Thursday, March 3, 2011

Descent, pt. 5

This is the fifth entry of a multi-part post. The previous parts are Descent, pt. 1, Descent, pt. 2, Descent, pt. 3, and Descent, pt. 4.

To do what?

What sense is to be made of The Long Descent? Greer plainly asserts that it's in our interest to pursue a produce-more, consume-less lifestyle, that we equip ourselves with the knowledge and skills to produce goods and services that other people will need and that we learn to get by on fewer resources and with less reliance upon the market economy. Does this mean that I should quit my software job and concentrate on raising backyard chickens? How enthusiastically should I take Greer's advice, if at all?

To be fair, Greer does not advocate that we all change suddenly and radically. Though, by arguing that we should be generalizing rather than specializing and pursuing “trailing edge” technologies rather than leading-edge ones, he clearly departs from modern conventional wisdom. Greer suggests that his are lower-risk strategies in upcoming years than conventional wisdom's, but I'm not wholly convinced and for three reasons. These reasons are: timing, scope, and creativity.

Timing is everything

It's no great secret how to forecast with greater accuracy: be more vague. The less specific a forecast is, the more likely it is to come true; the more specific it is, the less likely it is to come true. The Long Descent aims for accuracy but at the cost of specificity. As a result, Greer operates on the scale of decades and centuries rather than months and years. This means that The Long Descent is probably more correct than what could otherwise be expected with a book predicting the ramifications of a big issue like peak oil. (We'll see.) On the other hand, even if Greer gets the big picture mostly correct, his timing may easily be off by decades, and it's the months and years that matter most with respect to most individuals' day-to-day fortunes and fates. For example, if I came into the certain knowledge that the software industry will entirely cease to exist within thirty years, I might continue my current career with the hope that the industry's death happens later rather than sooner. After all, I'm highly invested in my current career, and a shorter career in software may still be more lucrative for me than a longer career in backyard chickens. This is to illustrate how it may be that Greer's argument is both more accurate and less relevant.

Do we have any reasons to suspect that Greer's predictions will be off by decades? I think so. Here are three possibilities.

  • The trend of decreasing global oil production throughout the 21st century may prove significantly asymmetrical to the increases of the 19th and 20th centuries. The downslope may be flatter than the upslope. There is some evidence to support this currently, as oil production has been flat for nearly a decade now, though some view this as evidence that the eventual downslope will be sharper. I think this shows that we don't know one way or the other.

  • The other fossil fuels may make up for lagging oil production for a while. Natural gas production is expected by many to peak soon, but coal may not peak for two more decades.

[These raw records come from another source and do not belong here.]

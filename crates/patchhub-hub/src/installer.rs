//! Validate, fetch, rename and finalize an artifact.

use std::fmt;
use std::path::{Path, PathBuf};
use std::sync::Arc;
use std::time::Duration;

use serde::Serialize;
use tracing::{debug, info, warn};

use crate::artifact::{ArtifactId, ArtifactKind};
use crate::error::{HubError, HubResult};
use crate::ports::{ArchiveFetcher, DirectoryMover, FinalizeOutcome, InstallFinalizer, Staging};
use crate::validate::UrlValidator;

/// Default overall download timeout.
pub const DEFAULT_FETCH_TIMEOUT: Duration = Duration::from_secs(60);

/// Result of a successful install.
#[derive(Debug, Clone, PartialEq, Eq, Serialize)]
pub struct InstallOutcome {
    /// What was installed.
    pub identifier: ArtifactId,
    /// Kind it was installed as.
    pub kind: ArtifactKind,
    /// Host surface the artifact is activated from.
    pub activation_hint: &'static str,
}

/// The rename a single install call will perform.
///
/// Built from that call's staging area and dropped before the call returns,
/// so concurrent installs never observe each other's identifiers.
#[derive(Debug)]
struct PendingRename {
    source: PathBuf,
    target: PathBuf,
}

impl PendingRename {
    fn new(staging: &Staging, identifier: &ArtifactId) -> Self {
        Self {
            source: staging.source().to_path_buf(),
            target: staging.root().join(identifier.as_str()),
        }
    }

    fn is_noop(&self) -> bool {
        self.source == self.target
    }

    fn target(&self) -> &Path {
        &self.target
    }
}

/// The secure install pipeline.
pub struct SecureInstaller {
    validator: UrlValidator,
    fetcher: Arc<dyn ArchiveFetcher>,
    mover: Arc<dyn DirectoryMover>,
    finalizer: Arc<dyn InstallFinalizer>,
    fetch_timeout: Duration,
}

impl fmt::Debug for SecureInstaller {
    fn fmt(&self, f: &mut fmt::Formatter<'_>) -> fmt::Result {
        f.debug_struct("SecureInstaller")
            .field("validator", &self.validator)
            .field("fetch_timeout", &self.fetch_timeout)
            .finish_non_exhaustive()
    }
}

impl SecureInstaller {
    /// Assemble an installer from its collaborators.
    #[must_use]
    pub fn new(
        validator: UrlValidator,
        fetcher: Arc<dyn ArchiveFetcher>,
        mover: Arc<dyn DirectoryMover>,
        finalizer: Arc<dyn InstallFinalizer>,
    ) -> Self {
        Self {
            validator,
            fetcher,
            mover,
            finalizer,
            fetch_timeout: DEFAULT_FETCH_TIMEOUT,
        }
    }

    /// Override the download timeout.
    #[must_use]
    pub fn with_fetch_timeout(mut self, timeout: Duration) -> Self {
        self.fetch_timeout = timeout;
        self
    }

    /// Install the archive at `url` as `identifier`.
    ///
    /// Nothing is fetched or touched on disk unless `url` validates for
    /// `identifier`.
    ///
    /// # Errors
    ///
    /// [`HubError::InvalidSource`] on validation failure,
    /// [`HubError::FetchFailed`] if download or extraction fails,
    /// [`HubError::RenameFailed`] if the extracted folder cannot be renamed,
    /// and the finalize errors ([`HubError::AlreadyInstalled`],
    /// [`HubError::FilesystemPermissionDenied`], [`HubError::InstallFailed`]).
    pub async fn install(
        &self,
        url: &str,
        identifier: &str,
        kind: ArtifactKind,
    ) -> HubResult<InstallOutcome> {
        let archive = self
            .validator
            .check_logged(url, identifier)
            .ok_or_else(|| {
                HubError::InvalidSource("download URL is not an allowed archive URL".into())
            })?;

        let staging = self
            .fetcher
            .fetch_and_extract(&archive, self.fetch_timeout)
            .await
            .map_err(|e| {
                warn!(error = %e, %identifier, "archive fetch failed");
                match e {
                    HubError::FetchFailed(_) => e,
                    other => HubError::FetchFailed(other.to_string()),
                }
            })?;

        let identifier = ArtifactId::new(identifier)?;
        if identifier != *archive.identifier() {
            return Err(HubError::InvalidSource("identifier changed during install".into()));
        }

        let pending = PendingRename::new(&staging, &identifier);
        if pending.is_noop() {
            debug!(%identifier, "extracted folder already has the canonical name");
        } else {
            self.mover
                .move_dir(&pending.source, &pending.target)
                .await
                .map_err(|e| {
                    warn!(error = %e, %identifier, "rename of extracted folder failed");
                    HubError::RenameFailed
                })?;
        }

        let outcome = self
            .finalizer
            .finalize(pending.target(), &identifier, kind)
            .await;
        drop(pending);

        match outcome {
            FinalizeOutcome::Installed => {
                info!(%identifier, %kind, "install complete");
                Ok(InstallOutcome {
                    identifier,
                    kind,
                    activation_hint: kind.activation_surface(),
                })
            },
            FinalizeOutcome::AlreadyInstalled => {
                Err(HubError::AlreadyInstalled(identifier.to_string()))
            },
            FinalizeOutcome::PermissionDenied => {
                warn!(%identifier, "install refused by filesystem permissions");
                Err(HubError::FilesystemPermissionDenied)
            },
            FinalizeOutcome::Failed(msg) => {
                warn!(%identifier, reason = %msg, "install failed");
                Err(HubError::InstallFailed(msg))
            },
        }
    }
}

#[cfg(test)]
mod tests {
    use super::*;
    use async_trait::async_trait;
    use std::io;
    use std::sync::Mutex;
    use std::sync::atomic::{AtomicUsize, Ordering};

    const URL: &str = "https://github.com/Sudo-WP/widget/archive/refs/heads/main.zip";

    /// Extracts into `{root}/{folder}` where `folder` is fixed per fetcher.
    struct DirFetcher {
        folder: Option<String>,
        calls: AtomicUsize,
    }

    #[async_trait]
    impl ArchiveFetcher for DirFetcher {
        async fn fetch_and_extract(
            &self,
            url: &crate::validate::ArchiveUrl,
            _timeout: Duration,
        ) -> HubResult<Staging> {
            self.calls.fetch_add(1, Ordering::SeqCst);
            let dir = tempfile::tempdir().unwrap();
            let folder = self
                .folder
                .clone()
                .unwrap_or_else(|| format!("{}-{}", url.identifier(), url.branch()));
            let source = dir.path().join(folder);
            std::fs::create_dir_all(&source).unwrap();
            Ok(Staging::owned(dir, source))
        }
    }

    struct FailingFetcher;

    #[async_trait]
    impl ArchiveFetcher for FailingFetcher {
        async fn fetch_and_extract(
            &self,
            _url: &crate::validate::ArchiveUrl,
            _timeout: Duration,
        ) -> HubResult<Staging> {
            Err(HubError::RegistryUnavailable("boom".into()))
        }
    }

    #[derive(Default)]
    struct CountingMover {
        calls: AtomicUsize,
        fail: bool,
    }

    #[async_trait]
    impl DirectoryMover for CountingMover {
        async fn move_dir(&self, src: &Path, dst: &Path) -> io::Result<()> {
            self.calls.fetch_add(1, Ordering::SeqCst);
            if self.fail {
                return Err(io::Error::from(io::ErrorKind::PermissionDenied));
            }
            std::fs::rename(src, dst)
        }
    }

    struct FixedFinalizer {
        outcome: FinalizeOutcome,
        seen: Mutex<Vec<PathBuf>>,
    }

    impl FixedFinalizer {
        fn new(outcome: FinalizeOutcome) -> Self {
            Self {
                outcome,
                seen: Mutex::new(Vec::new()),
            }
        }
    }

    #[async_trait]
    impl InstallFinalizer for FixedFinalizer {
        async fn finalize(
            &self,
            dir: &Path,
            _identifier: &ArtifactId,
            _kind: ArtifactKind,
        ) -> FinalizeOutcome {
            assert!(dir.is_dir());
            self.seen.lock().unwrap().push(dir.to_path_buf());
            self.outcome.clone()
        }
    }

    struct Harness {
        fetcher: Arc<DirFetcher>,
        mover: Arc<CountingMover>,
        finalizer: Arc<FixedFinalizer>,
        installer: SecureInstaller,
    }

    fn harness(folder: Option<&str>, mover_fails: bool, outcome: FinalizeOutcome) -> Harness {
        let fetcher = Arc::new(DirFetcher {
            folder: folder.map(str::to_owned),
            calls: AtomicUsize::new(0),
        });
        let mover = Arc::new(CountingMover {
            calls: AtomicUsize::new(0),
            fail: mover_fails,
        });
        let finalizer = Arc::new(FixedFinalizer::new(outcome));
        let installer = SecureInstaller::new(
            UrlValidator::new("Sudo-WP"),
            fetcher.clone(),
            mover.clone(),
            finalizer.clone(),
        );
        Harness {
            fetcher,
            mover,
            finalizer,
            installer,
        }
    }

    #[tokio::test]
    async fn renames_and_finalizes() {
        let h = harness(None, false, FinalizeOutcome::Installed);
        let outcome = h
            .installer
            .install(URL, "widget", ArtifactKind::Plugin)
            .await
            .unwrap();
        assert_eq!(outcome.identifier.as_str(), "widget");
        assert_eq!(outcome.activation_hint, "plugins");
        assert_eq!(h.mover.calls.load(Ordering::SeqCst), 1);
        let seen = h.finalizer.seen.lock().unwrap();
        assert!(seen[0].ends_with("widget"));
    }

    #[tokio::test]
    async fn theme_hint() {
        let h = harness(None, false, FinalizeOutcome::Installed);
        let outcome = h
            .installer
            .install(URL, "widget", ArtifactKind::Theme)
            .await
            .unwrap();
        assert_eq!(outcome.activation_hint, "themes");
    }

    #[tokio::test]
    async fn invalid_url_has_no_side_effects() {
        let h = harness(None, false, FinalizeOutcome::Installed);
        let err = h
            .installer
            .install("https://evil.com/x.zip", "widget", ArtifactKind::Plugin)
            .await
            .unwrap_err();
        assert!(matches!(err, HubError::InvalidSource(_)));
        assert_eq!(h.fetcher.calls.load(Ordering::SeqCst), 0);
        assert_eq!(h.mover.calls.load(Ordering::SeqCst), 0);
        assert!(h.finalizer.seen.lock().unwrap().is_empty());
    }

    #[tokio::test]
    async fn canonical_folder_skips_rename() {
        let h = harness(Some("widget"), false, FinalizeOutcome::Installed);
        h.installer
            .install(URL, "widget", ArtifactKind::Plugin)
            .await
            .unwrap();
        assert_eq!(h.mover.calls.load(Ordering::SeqCst), 0);
        assert_eq!(h.finalizer.seen.lock().unwrap().len(), 1);
    }

    #[tokio::test]
    async fn rename_failure_stops_before_finalize() {
        let h = harness(None, true, FinalizeOutcome::Installed);
        let err = h
            .installer
            .install(URL, "widget", ArtifactKind::Plugin)
            .await
            .unwrap_err();
        assert!(matches!(err, HubError::RenameFailed));
        assert!(h.finalizer.seen.lock().unwrap().is_empty());
    }

    #[tokio::test]
    async fn finalize_outcomes_map_one_to_one() {
        let cases = [
            (FinalizeOutcome::AlreadyInstalled, "already_installed"),
            (
                FinalizeOutcome::PermissionDenied,
                "filesystem_permission_denied",
            ),
            (FinalizeOutcome::Failed("disk full".into()), "install_failed"),
        ];
        for (outcome, code) in cases {
            let h = harness(None, false, outcome);
            let err = h
                .installer
                .install(URL, "widget", ArtifactKind::Plugin)
                .await
                .unwrap_err();
            assert_eq!(err.code(), code);
        }
    }

    #[tokio::test]
    async fn fetch_errors_surface_as_fetch_failed() {
        let installer = SecureInstaller::new(
            UrlValidator::new("Sudo-WP"),
            Arc::new(FailingFetcher),
            Arc::new(CountingMover::default()),
            Arc::new(FixedFinalizer::new(FinalizeOutcome::Installed)),
        );
        let err = installer
            .install(URL, "widget", ArtifactKind::Plugin)
            .await
            .unwrap_err();
        assert!(matches!(err, HubError::FetchFailed(_)));
    }
}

  • The decrease of prosperity and material wealth may lag behind energy production by a short while. Many instances of our material infrastructure embody more energy than they require for continual operation. Some examples are: houses, roads, and dams. These will continue to provide value for a while after we lose the ability to produce them as cheaply as we now do.

  • Increases in energy efficiency may slow the decline for a while.

None of these reasons assure me of anything, which is my point. While I think the prudent, long-term bet is to expect longer and harder economic contractions and shorter and milder recoveries, it may well be a few decades before Greer's four horsemen pay us a visit. How should one spend these next decades of uncertainty? If timing the fall weren't difficult enough, there are the differences between how decline affects individuals and how it affects civilization as a whole.

I'm reminded of the saying that a recession is when your neighbor is out of work, and a depression is when you're out of work. Though the patterns of booms and busts for large economies play out as long, sweeping curves of GDP graphs and stock market charts, the perspective of any one individual is more like the discrete, on-off state of a light switch on the wall. The economy's GDP may drop by 2%; if you're not self-employed, chances are that your income will stay about the same or drop by 100%. Civilizations have built into them a complex set of negative feedback loops that work to prevent the civilization from zooming one way or the other too fast; individuals for the most part lack such stabilizing influences, especially individuals utterly dependent upon the market economy.

It's easy to view Greer's catabolic collapse and long descent as abstractions for our own personal fortunes, that our lives will follow a similar long-descent pattern as the world around us does, but such thinking doesn't jive with personal experience with recessions. I think what we should instead expect is that most of us will be largely unaffected at any given time by the descent until the horsemen visit us while sparing our neighbor—or come for our neighbor while sparing us. Or they come for both us and our neighbor while people in another industrialized country halfway around the globe are spared.

Just to illustrate my point, imagine you lose your job and remain mostly unemployed for several years, during which time you also lose your house and your car. You think of several worthwhile career changes, but each change requires further education or certification, and you're too busy and broke muddling through day by day to get back on track with long-term plans, especially if you have a family to support in the meantime. Meanwhile, most everyone else around you is unaffected by the “sluggish” economy and wonders a bit about your bad luck. It might be that the economy will overall take a 75% hit spread out over the seven or so decades of your lifetime, but you may very well take that hit all at once halfway through. The economy sweeps along the mild undulations of the economists' charts; your own fortune blinks in and out like with the flicks of a switch.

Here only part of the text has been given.